De hoofdwatergangen zijn bestemd als 'Water'. De karakteristieke waterlopen (zie POV) zijn bestemd als Water - Karakteristieke waterloop'. De overige watergangen en sloten vallen binnen de bestemming 'Agrarisch'.

12.2.6 Dubbelbestemmingen

Leidingen

De (hoofd)aardgastransportleidingen in het plangebied zijn bestemd als 'Leiding - Gas'. Op deze gronden gelden beperkingen voor de functie (bouwen en gebruik) die volgens de enkelbestemming is toegestaan.

Archeologie

In het plangebied komen de archeologische waarden 2, 3 en 4 voor. Voor elk van deze waarden gelden voorwaarden voor het bouwen en graven.

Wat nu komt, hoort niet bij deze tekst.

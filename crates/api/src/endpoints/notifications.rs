//! Notification endpoints.

use axum::{Router, extract::State, routing::post};
use serde::{Deserialize, Serialize};
use stackit_common::{AppResult, PageInfo};
use stackit_db::entities::{TargetKind, notification};

use crate::{
    extractors::{ApiJson, AuthUser},
    middleware::AppState,
    response::{ApiResponse, Empty, empty},
};

/// Notification response.
#[derive(Serialize)]
#[serde(rename_all = "camelCase")]
pub struct NotificationResponse {
    pub id: String,
    pub created_at: String,
    pub is_read: bool,
    #[serde(rename = "type")]
    pub notification_type: &'static str,
    pub title: String,
    pub message: String,
    pub notifier_id: Option<String>,
    pub related_id: String,
    pub related_type: TargetKind,
    pub question_id: Option<String>,
}

impl From<notification::Model> for NotificationResponse {
    fn from(n: notification::Model) -> Self {
        Self {
            id: n.id,
            created_at: n.created_at.to_rfc3339(),
            is_read: n.is_read,
            notification_type: n.notification_type.as_str(),
            title: n.title,
            message: n.message,
            notifier_id: n.notifier_id,
            related_id: n.related_id,
            related_type: n.related_type,
            question_id: n.question_id,
        }
    }
}

/// Notification list page.
#[derive(Serialize)]
#[serde(rename_all = "camelCase")]
pub struct NotificationListResponse {
    pub notifications: Vec<NotificationResponse>,
    pub pagination: PageInfo,
}

/// List notifications request.
#[derive(Debug, Default, Deserialize)]
#[serde(rename_all = "camelCase")]
pub struct ListNotificationsRequest {
    pub page: Option<u64>,
    pub limit: Option<u64>,
}

/// Mark read request.
#[derive(Debug, Deserialize)]
#[serde(rename_all = "camelCase")]
pub struct MarkReadRequest {
    pub notification_ids: Vec<String>,
}

/// Delete notification request.
#[derive(Debug, Deserialize)]
#[serde(rename_all = "camelCase")]
pub struct DeleteNotificationRequest {
    pub notification_id: String,
}

/// Count response.
#[derive(Serialize)]
#[serde(rename_all = "camelCase")]
pub struct CountResponse {
    pub count: u64,
}

/// List the caller's notifications, newest first.
async fn list(
    AuthUser(user): AuthUser,
    State(state): State<AppState>,
    ApiJson(req): ApiJson<ListNotificationsRequest>,
) -> AppResult<ApiResponse<NotificationListResponse>> {
    let page = state.page_request(req.page, req.limit);
    let notifications = state.notification_service.list(&user.id, page).await?;

    Ok(ApiResponse::ok(NotificationListResponse {
        notifications: notifications.items.into_iter().map(Into::into).collect(),
        pagination: notifications.info,
    }))
}

/// Mark specific notifications as read.
async fn mark_read(
    AuthUser(user): AuthUser,
    State(state): State<AppState>,
    ApiJson(req): ApiJson<MarkReadRequest>,
) -> AppResult<ApiResponse<CountResponse>> {
    let count = state
        .notification_service
        .mark_as_read(&user.id, &req.notification_ids)
        .await?;
    Ok(ApiResponse::ok(CountResponse { count }))
}

/// Mark every notification as read.
async fn mark_all_read(
    AuthUser(user): AuthUser,
    State(state): State<AppState>,
) -> AppResult<ApiResponse<CountResponse>> {
    let count = state.notification_service.mark_all_as_read(&user.id).await?;
    Ok(ApiResponse::ok(CountResponse { count }))
}

/// Unread notification count.
async fn unread_count(
    AuthUser(user): AuthUser,
    State(state): State<AppState>,
) -> AppResult<ApiResponse<CountResponse>> {
    let count = state.notification_service.count_unread(&user.id).await?;
    Ok(ApiResponse::ok(CountResponse { count }))
}

/// Delete one of the caller's notifications.
async fn delete(
    AuthUser(user): AuthUser,
    State(state): State<AppState>,
    ApiJson(req): ApiJson<DeleteNotificationRequest>,
) -> AppResult<ApiResponse<Empty>> {
    state
        .notification_service
        .delete(&user.id, &req.notification_id)
        .await?;
    Ok(empty())
}

pub fn router() -> Router<AppState> {
    Router::new()
        .route("/list", post(list))
        .route("/mark-read", post(mark_read))
        .route("/mark-all-read", post(mark_all_read))
        .route("/unread-count", post(unread_count))
        .route("/delete", post(delete))
}
//! Database repositories.

#![allow(missing_docs)]

mod answer;
mod notification;
mod question;
mod question_view;
mod report;
mod tag;
mod user;
mod vote;

pub use answer::AnswerRepository;
pub use notification::NotificationRepository;
pub use question::{QuestionFilter, QuestionRepository, QuestionSort, escape_like};
pub use question_view::QuestionViewRepository;
pub use report::ReportRepository;
pub use tag::{DEFAULT_TAG_COLOR, TagRepository, TagWithCount};
pub use user::UserRepository;
pub use vote::VoteRepository;
//! Create question_view table migration.

use sea_orm_migration::prelude::*;

#[derive(DeriveMigrationName)]
pub struct Migration;

#[async_trait::async_trait]
impl MigrationTrait for Migration {
    async fn up(&self, manager: &SchemaManager) -> Result<(), DbErr> {
        manager
            .create_table(
                Table::create()
                    .table(QuestionView::Table)
                    .if_not_exists()
                    .col(ColumnDef::new(QuestionView::UserId).string_len(32).not_null())
                    .col(
                        ColumnDef::new(QuestionView::QuestionId)
                            .string_len(32)
                            .not_null(),
                    )
                    .col(
                        ColumnDef::new(QuestionView::ViewedAt)
                            .timestamp_with_time_zone()
                            .not_null()
                            .default(Expr::current_timestamp()),
                    )
                    .primary_key(
                        Index::create()
                            .col(QuestionView::UserId)
                            .col(QuestionView::QuestionId),
                    )
                    .foreign_key(
                        ForeignKey::create()
                            .name("fk_question_view_user")
                            .from(QuestionView::Table, QuestionView::UserId)
                            .to(User::Table, User::Id)
                            .on_delete(ForeignKeyAction::Cascade),
                    )
                    .foreign_key(
                        ForeignKey::create()
                            .name("fk_question_view_question")
                            .from(QuestionView::Table, QuestionView::QuestionId)
                            .to(Question::Table, Question::Id)
                            .on_delete(ForeignKeyAction::Cascade),
                    )
                    .to_owned(),
            )
            .await?;

        Ok(())
    }

    async fn down(&self, manager: &SchemaManager) -> Result<(), DbErr> {
        manager
            .drop_table(Table::drop().table(QuestionView::Table).to_owned())
            .await
    }
}

#[derive(Iden)]
enum QuestionView {
    Table,
    UserId,
    QuestionId,
    ViewedAt,
}

#[derive(Iden)]
enum User {
    Table,
    Id,
}

#[derive(Iden)]
enum Question {
    Table,
    Id,
}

Archeologische waarde   oppervlaktevrijstelling   Verticale vrijstelling  
Waarde - Archeologie 2   50 m2   0,4 m  
Waarde - Archeologie 3   100 m2   0,4 m  
Waarde - Archeologie 4   200 m2   0,5 m  

Landschap

Er zijn een aantal dubbelbestemmingen opgenomen om de landschappelijke waarden te beschermen. Deze zijn overgenomen van de kaart Landschap in de POV.

Voor een overzicht en een beschrijving van deze waarden wordt verwezen naar paragraaf 12.1.

Waterkering

Binnen de bestemming 'Waterstaat - Waterkering' zijn alle in het plangebied voorkomende dijken vervat. De bestemming Waterstaat - Waterkering 1 beperkt zich tot de dijken langs de Waddenzeedie een primaire waterkerende functie hebben. De bestemming Waterstaat - Waterkering 2 omvat de dijken ten behoeve van de regionale waterkering. De dijken en landschapselementen die in de huidige situatie meer een landschappelijke en cultuurhistorische functie vertegenwoordigen hebben de dubbelbestemming Waarde - Cultuurhistorisch waardevolle lijnen gekregen.

Binnen de dubbelbestemming Waterstaat - Waterkering 1 zijn twee (gebieds)aanduidingen opgenomen. Ter plaatse van de aanduiding 'Vrijwaringszone - profiel vrije ruimte' geldt een verbod op het realiseren van bebouwing. De hoogte van bouwwerken, geen gebouwen zijnde, mag ten hoogste 2 m bedragen. In de buitenste deel van de zone (vanaf de dijk gerekend) kan via een afwijking van de bouwregels op een strook van 25 m wel bebouwing worden gerealiseerd, mits is aangetoond dat de stabiliteit van de primaire waterkering niet nadelig wordt beïnvloed. Deze zone is aangeduid als 'vrijwaringszone - beschermingszone'.

Binnen de dubbelbestemming Waterstaat - Waterkering 2 geldt ook een verbod op nieuwe bebouwing, maar hiervan kan worden afgeweken.

Hoofdstuk 13 Maatschappelijke uitvoerbaarheid

13.1 Inspraak en overleg

In het kader van het overleg ex artikel 3.1.1 van het Besluit ruimtelijke ordening is het voorontwerpplan toegezonden aan een aantal vaste overleg- en adviesinstanties. Verder heeft het voorontwerpplan van 12 januari tot en met 22 februari 2018 ter inzage gelegen.

De inspraak- en overlegreacties zijn opgenomen en beantwoord in de 'Nota inspraak en overleg' die als Bijlage 8 bij de toelichting is opgenomen.